Read Springtime of the Spirit Online
Authors: Maureen Lang
Tags: #FICTION / Romance / Historical, #Historical Fiction
Christophe had killed his last enemy, and neither these men nor the ones on the other side should be called that. He had no intention of adding any more faces to his nightmares. But he marched anyway because it was the only way to reach the last place he’d seen Annaliese.
He stared ahead, wondering where he would be today if Frau Düray hadn’t asked him to go after Annaliese. How else would he have found a way to care about what went on here in Munich, except through Annaliese? Without her, would he have cared enough to hope for a better future for himself? for anyone?
He couldn’t be sure. He knew he’d always wanted something better than this, and now he couldn’t imagine a future—a better future—without Annaliese.
He wouldn’t fight for Communism or Socialism, no matter what, and he doubted Annaliese would expect him to.
But he
would
fight for a future with her.
34
“They’re here! They’re in the city!”
The sentry, a boy who couldn’t be much older than thirteen, shouted his message the moment he’d opened the door, then ran toward the tent in the center.

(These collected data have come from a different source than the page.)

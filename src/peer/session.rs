//! Одна согласованная связь с одним удалённым пиром.

use crate::config::{PeerConfig, KEEPALIVE_CHANNEL_ID, KEEPALIVE_LABEL};
use crate::error::Result;
use crate::logger::{dump_candidate, session_span};
use crate::peer::engine::{EngineEvent, RemoteMediaTrack, RtcEngine};
use crate::peer::negotiation::{Exchange, Negotiator};
use crate::peer::state::{ConnectionStateAggregator, PeerState, SubSignal, SubStates};
use crate::peer::tracks::RemoteTrackSet;
use crate::peer::types::{IceCandidate, MediaTracks, PeerRole};
use crate::signaling::SignalingLink;
use crate::utils::random_id;
use chrono::{DateTime, Utc};
use parking_lot::Mutex;
use std::sync::atomic::{AtomicBool, Ordering};
use std::sync::{Arc, Weak};
use tokio::sync::mpsc;
use tracing::{debug, error, info, warn, Instrument, Span};

type StateHandler = Box<dyn Fn(PeerState) + Send + Sync>;
type ClosedHandler = Box<dyn Fn() + Send + Sync>;
type TrackHandler<R> = Box<dyn Fn(Arc<R>) + Send + Sync>;

/// Уведомления владельца, задаются один раз при создании сессии
pub struct SessionHandlers<R> {
    state_changed: Option<StateHandler>,
    closed: Option<ClosedHandler>,
    track: Option<TrackHandler<R>>,
}

impl<R> Default for SessionHandlers<R> {
    fn default() -> Self {
        Self {
            state_changed: None,
            closed: None,
            track: None,
        }
    }
}

impl<R> SessionHandlers<R> {
    pub fn new() -> Self {
        Self::default()
    }

    /// Вызывается вне стека движка после каждого пересчёта состояния
    pub fn on_state_changed(mut self, f: impl Fn(PeerState) + Send + Sync + 'static) -> Self {
        self.state_changed = Some(Box::new(f));
        self
    }

    /// Вызывается сразу, как только соединение стало disconnected или failed,
    /// до пересчёта состояния
    pub fn on_closed(mut self, f: impl Fn() + Send + Sync + 'static) -> Self {
        self.closed = Some(Box::new(f));
        self
    }

    /// Вызывается один раз на каждый новый входящий трек
    pub fn on_track(mut self, f: impl Fn(Arc<R>) + Send + Sync + 'static) -> Self {
        self.track = Some(Box::new(f));
        self
    }
}

/// Параметры создания [`PeerSession`]
pub struct SessionParams<T> {
    pub remote_id: String,
    pub role: PeerRole,
    pub tracks: MediaTracks<T>,
    pub keepalive_label: String,
    pub keepalive_channel_id: u16,
}

impl<T> SessionParams<T> {
    pub fn new(remote_id: impl Into<String>, role: PeerRole, tracks: MediaTracks<T>) -> Self {
        Self {
            remote_id: remote_id.into(),
            role,
            tracks,
            keepalive_label: KEEPALIVE_LABEL.into(),
            keepalive_channel_id: KEEPALIVE_CHANNEL_ID,
        }
    }

    pub fn with_config(mut self, config: &PeerConfig) -> Self {
        self.keepalive_label = config.keepalive_label.clone();
        self.keepalive_channel_id = config.keepalive_channel_id;
        self
    }
}

struct Inner<E: RtcEngine> {
    remote_id: String,
    session_id: String,
    created_at: DateTime<Utc>,
    engine: E,
    link: Arc<dyn SignalingLink>,
    negotiator: Negotiator,
    tracks: Mutex<MediaTracks<E::LocalTrack>>,
    remote_tracks: RemoteTrackSet<E::RemoteTrack>,
    aggregator: Mutex<ConnectionStateAggregator>,
    on_closed: Option<ClosedHandler>,
    on_track: Option<TrackHandler<E::RemoteTrack>>,
    notify_tx: mpsc::UnboundedSender<PeerState>,
    closed: AtomicBool,
    span: Span,
}

/// Peer-сессия с perfect negotiation поверх одного соединения движка
pub struct PeerSession<E: RtcEngine> {
    inner: Arc<Inner<E>>,
}

impl<E: RtcEngine> Clone for PeerSession<E> {
    fn clone(&self) -> Self {
        Self {
            inner: self.inner.clone(),
        }
    }
}

impl<E: RtcEngine> PeerSession<E> {
    /// Собирает сессию поверх уже созданного соединения движка.
    ///
    /// Вызывать внутри tokio runtime: цикл событий движка и рассылка
    /// состояний работают как отдельные задачи.
    pub async fn with_engine(
        engine: E,
        params: SessionParams<E::LocalTrack>,
        link: Arc<dyn SignalingLink>,
        handlers: SessionHandlers<E::RemoteTrack>,
    ) -> Result<Self> {
        let SessionParams {
            remote_id,
            role,
            tracks,
            keepalive_label,
            keepalive_channel_id,
        } = params;
        let SessionHandlers {
            state_changed,
            closed,
            track,
        } = handlers;

        let session_id = random_id();
        let span = session_span(&remote_id, &session_id, role);

        let initial = SubStates {
            signaling: engine.signaling_state(),
            ice_gathering: engine.ice_gathering_state(),
            ice_connection: engine.ice_connection_state(),
            connection: engine.connection_state(),
        };

        let (notify_tx, notify_rx) = mpsc::unbounded_channel();
        tokio::spawn(run_notifier(notify_rx, state_changed));

        let inner = Arc::new(Inner {
            remote_id,
            session_id,
            created_at: Utc::now(),
            engine,
            link,
            negotiator: Negotiator::new(role),
            tracks: Mutex::new(MediaTracks::default()),
            remote_tracks: RemoteTrackSet::default(),
            aggregator: Mutex::new(ConnectionStateAggregator::new(initial)),
            on_closed: closed,
            on_track: track,
            notify_tx,
            closed: AtomicBool::new(false),
            span,
        });

        let (event_tx, event_rx) = mpsc::unbounded_channel();
        inner.engine.set_event_handler(Arc::new(move |event| {
            let _ = event_tx.send(event);
        }));
        tokio::spawn(run_events(Arc::downgrade(&inner), event_rx));

        let session = Self { inner };
        async {
            info!("creating session");
            session
                .inner
                .engine
                .create_negotiated_data_channel(&keepalive_label, keepalive_channel_id)
                .await?;
            debug!("keepalive channel {keepalive_label}#{keepalive_channel_id} created");
            session.inner.set_tracks(tracks).await
        }
        .instrument(session.inner.span.clone())
        .await?;

        Ok(session)
    }

    pub fn remote_id(&self) -> &str {
        &self.inner.remote_id
    }

    pub fn session_id(&self) -> &str {
        &self.inner.session_id
    }

    pub fn created_at(&self) -> DateTime<Utc> {
        self.inner.created_at
    }

    pub fn role(&self) -> PeerRole {
        self.inner.negotiator.role()
    }

    pub fn state(&self) -> PeerState {
        self.inner.aggregator.lock().state()
    }

    /// Живые входящие треки, порядок не гарантируется
    pub fn remote_tracks(&self) -> Vec<Arc<E::RemoteTrack>> {
        self.inner.remote_tracks.snapshot()
    }

    pub fn has_remote_track(&self, id: &str) -> bool {
        self.inner.remote_tracks.contains(id)
    }

    pub fn making_offer(&self) -> bool {
        self.inner.negotiator.making_offer()
    }

    /// true, пока последний входящий offer отброшен из-за коллизии
    pub fn ignoring_offer(&self) -> bool {
        self.inner.negotiator.ignore_offer()
    }

    pub fn is_closed(&self) -> bool {
        self.inner.closed.load(Ordering::SeqCst)
    }

    pub fn engine(&self) -> &E {
        &self.inner.engine
    }

    /// Применяет удалённый session description; ошибки только логируются
    pub async fn accept_remote_description(&self, payload: &str) {
        let inner = &self.inner;
        let ex = inner.exchange();
        inner
            .negotiator
            .accept_remote_description(&ex, payload)
            .instrument(inner.span.clone())
            .await
    }

    /// Применяет удалённый ICE-кандидат.
    ///
    /// Ошибки кандидатов проигнорированного offer'а глотаются,
    /// остальные возвращаются.
    pub async fn accept_ice_candidate(&self, payload: &str) -> Result<()> {
        let inner = &self.inner;
        let ex = inner.exchange();
        inner
            .negotiator
            .accept_ice_candidate(&ex, payload)
            .instrument(inner.span.clone())
            .await
    }

    /// Заменяет все исходящие треки; движок следом поднимет negotiation-needed
    pub async fn set_tracks(&self, tracks: MediaTracks<E::LocalTrack>) -> Result<()> {
        self.inner
            .set_tracks(tracks)
            .instrument(self.inner.span.clone())
            .await
    }

    /// Останавливает входящие треки и закрывает соединение. Повторный вызов ничего не делает.
    pub async fn close(&self) -> Result<()> {
        let inner = &self.inner;
        async {
            if inner.closed.swap(true, Ordering::SeqCst) {
                debug!("already closed");
                return Ok(());
            }
            let age = Utc::now() - inner.created_at;
            info!("closing connection after {}s", age.num_seconds());
            for track in inner.remote_tracks.drain_unstopped() {
                if let Err(e) = track.stop().await {
                    warn!("failed to stop remote track {}: {e}", track.id());
                }
            }
            inner.engine.close().await
        }
        .instrument(inner.span.clone())
        .await
    }
}

impl<E: RtcEngine> Inner<E> {
    fn exchange(&self) -> Exchange<'_, E> {
        Exchange {
            engine: &self.engine,
            link: self.link.as_ref(),
            remote_id: &self.remote_id,
            options: self.tracks.lock().offer_options(),
        }
    }

    async fn set_tracks(&self, tracks: MediaTracks<E::LocalTrack>) -> Result<()> {
        for sender in self.engine.senders().await {
            self.engine.remove_track(&sender).await?;
            debug!("local removed track");
        }

        if let Some(audio) = tracks.audio.clone() {
            self.engine.add_track(audio).await?;
            debug!("local added audio track");
        }
        if let Some(video) = tracks.video.clone() {
            self.engine.add_track(video).await?;
            debug!("local added video track");
        }

        *self.tracks.lock() = tracks;
        Ok(())
    }

    async fn handle_event(self: &Arc<Self>, event: EngineEvent<E::RemoteTrack>) {
        match event {
            EngineEvent::IceCandidate(Some(candidate)) => self.send_candidate(&candidate).await,
            EngineEvent::IceCandidate(None) => debug!("ICE candidate gathering completed"),
            EngineEvent::Track(track) => self.attach_remote_track(track),
            EngineEvent::TrackMuted(id) => {
                if let Some(track) = self.remote_tracks.take_for_stop(&id) {
                    debug!("remote track {id} muted, stopping");
                    if let Err(e) = track.stop().await {
                        warn!("failed to stop muted track {id}: {e}");
                    }
                }
            }
            EngineEvent::TrackEnded(id) => {
                if self.remote_tracks.remove(&id).is_some() {
                    debug!("remote track {id} ended");
                }
            }
            EngineEvent::NegotiationNeeded => {
                let inner = self.clone();
                tokio::spawn(
                    async move {
                        let ex = inner.exchange();
                        inner.negotiator.negotiation_needed(&ex).await;
                    }
                    .instrument(self.span.clone()),
                );
            }
            EngineEvent::SignalingStateChange(s) => {
                debug!("signaling state → {s:?}");
                self.update_state(SubSignal::Signaling(s));
            }
            EngineEvent::IceGatheringStateChange(s) => {
                debug!("ICE gathering state → {s:?}");
                self.update_state(SubSignal::IceGathering(s));
            }
            EngineEvent::IceConnectionStateChange(s) => {
                debug!("ICE connection state → {s:?}");
                self.update_state(SubSignal::IceConnection(s));
            }
            EngineEvent::ConnectionStateChange(s) => {
                info!("connection state → {s:?}");
                self.update_state(SubSignal::Connection(s));
            }
        }
    }

    fn update_state(&self, signal: SubSignal) {
        if signal.is_connection_lost() {
            if let Some(on_closed) = &self.on_closed {
                on_closed();
            }
        }
        let state = self.aggregator.lock().apply(signal);
        let _ = self.notify_tx.send(state);
    }

    async fn send_candidate(&self, candidate: &IceCandidate) {
        dump_candidate("LOCAL", candidate);
        let payload = match serde_json::to_string(candidate) {
            Ok(p) => p,
            Err(e) => {
                error!("failed to serialize ICE candidate: {e}");
                return;
            }
        };
        match self.link.send_ice_candidate(&self.remote_id, payload).await {
            Ok(()) => debug!("ICE candidate sent"),
            Err(e) => error!("failed to send ICE candidate: {e}"),
        }
    }

    fn attach_remote_track(&self, track: Arc<E::RemoteTrack>) {
        let (id, kind) = (track.id(), track.kind());
        if !self.remote_tracks.insert(track.clone()) {
            debug!("remote {kind} track {id} already attached");
            return;
        }
        debug!("remote attached {kind} track {id}");
        if let Some(on_track) = &self.on_track {
            on_track(track);
        }
    }
}

async fn run_events<E: RtcEngine>(
    inner: Weak<Inner<E>>,
    mut rx: mpsc::UnboundedReceiver<EngineEvent<E::RemoteTrack>>,
) {
    while let Some(event) = rx.recv().await {
        let Some(inner) = inner.upgrade() else {
            break;
        };
        let span = inner.span.clone();
        inner.handle_event(event).instrument(span).await;
    }
}

async fn run_notifier(mut rx: mpsc::UnboundedReceiver<PeerState>, handler: Option<StateHandler>) {
    while let Some(state) = rx.recv().await {
        if let Some(handler) = &handler {
            handler(state);
        }
    }
}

Annaliese stood but did not join them. So the battle had begun. She wondered how long it would be before this battle was near enough to hear. She looked around, questioning if she should flee this spot that was obviously a place meant for soldiers, not civilians like her, or non-Communists like her.
But the same thing that kept her here last night kept her here again. She had no place else to go.
God save her. God save them all.
* * *
The stench was the same, the grunts and cries, the quiver of light from firing guns, the pale faces around him—paler still after they fell.
Christophe never drew his weapon, not even when men around him started falling. The one on his right was dead already; he knew that from the severity of the wound to the man’s head. But another to his left and then another in front . . . The one nearest he checked for a pulse at the neck, finding it despite the blood soaking his shoulder and arm.
“Hold on, soldier,” he said in his ear. “I’m going to take you to safety.”
Christophe pulled the man to conceal him behind a stack of chairs at what must have been an outdoor café. The man was still conscious, though stunned, and his gun fell away the moment Christophe clasped him around his chest. He left the weapon on the street.
Then he went to the other man who’d fallen and did the same, first checking for a sign of life and finding it—weak. More blood, unconscious, certainly more grievously wounded than the first man had been. Christophe grasped him beneath the arms, pulling him in another direction, to what he hoped was a flat between the shops. A flat where someone lived.
The door was locked, as he’d expected, but a kick to the knob had the frame splintered in no time. Screams pierced his ears, although he saw no one, not even in the shadows of the unlit room.
“There is a man here,” he announced to whoever had screamed, “a man needing care. He can’t hurt you.”
And then, taking with him the man’s weapons, Christophe left the soldier unarmed, hoping whoever lived in this shopkeeper’s home would see to the needs of a man who might otherwise die—a man who’d come to defend the rights of bourgeoisie shop owners.
He returned to the street. Men collapsed and blood spurted and Christophe, like so many stretcher bearers he’d seen doing the same, went from wounded to wounded. He gave aid where he could from the bandage roll in his jacket—the last one the government had issued to him the year before, something he should have thrown away long ago but had carried with him anyway, like a habit he found too difficult to give up.
Unlike the last battle he’d fought, Christophe was unable to tell the difference between these fighting armies—White or Red, none carried flags, and some on both sides wore a German uniform. Christophe didn’t care; he helped whom he could as an angel would. And surely angels were there, a shield between Christophe and the bullets sailing around him.
* * *
“Wounded here!”
Annaliese heard the cry and without thinking drew near. She’d heard the gunshots—hollow and short, like firecrackers in the distance. A fighter from the street stumbled over the threshold, dragging a man beside him until the guard at the door rushed to his aid. Between the two of them, they hauled the injured man to the nearest cot, where Annaliese met them. She had neither training nor equipment, not even a single bandage, but surely she could do something.
She nearly vomited at the sight. He was not merely pale but white, limp and unconscious. So much blood, so wet and shiny, still streaming from the side of a boy who looked even younger than Annaliese herself. What could she do? What could
she
do to save anyone from such a wound?
The fighter who’d brought him had a good deal of the man’s blood on his own hands and shirt. “His name is Shultz. You’ll help him,
ja
?”
Annaliese found herself nodding even though everything inside told her she was less than adequate to meet such a task. The fighter was already turning away, leaving her alone at this boy’s side. Not even the guard who’d helped move him to the cot stayed near. He returned to his post.
She ventured another step closer but was afraid to touch him for fear of doing more harm than good. “Shultz?” How absurd to say his name as if to ask his permission or his help in assessing what to do for him. But she was too stunned to do anything else.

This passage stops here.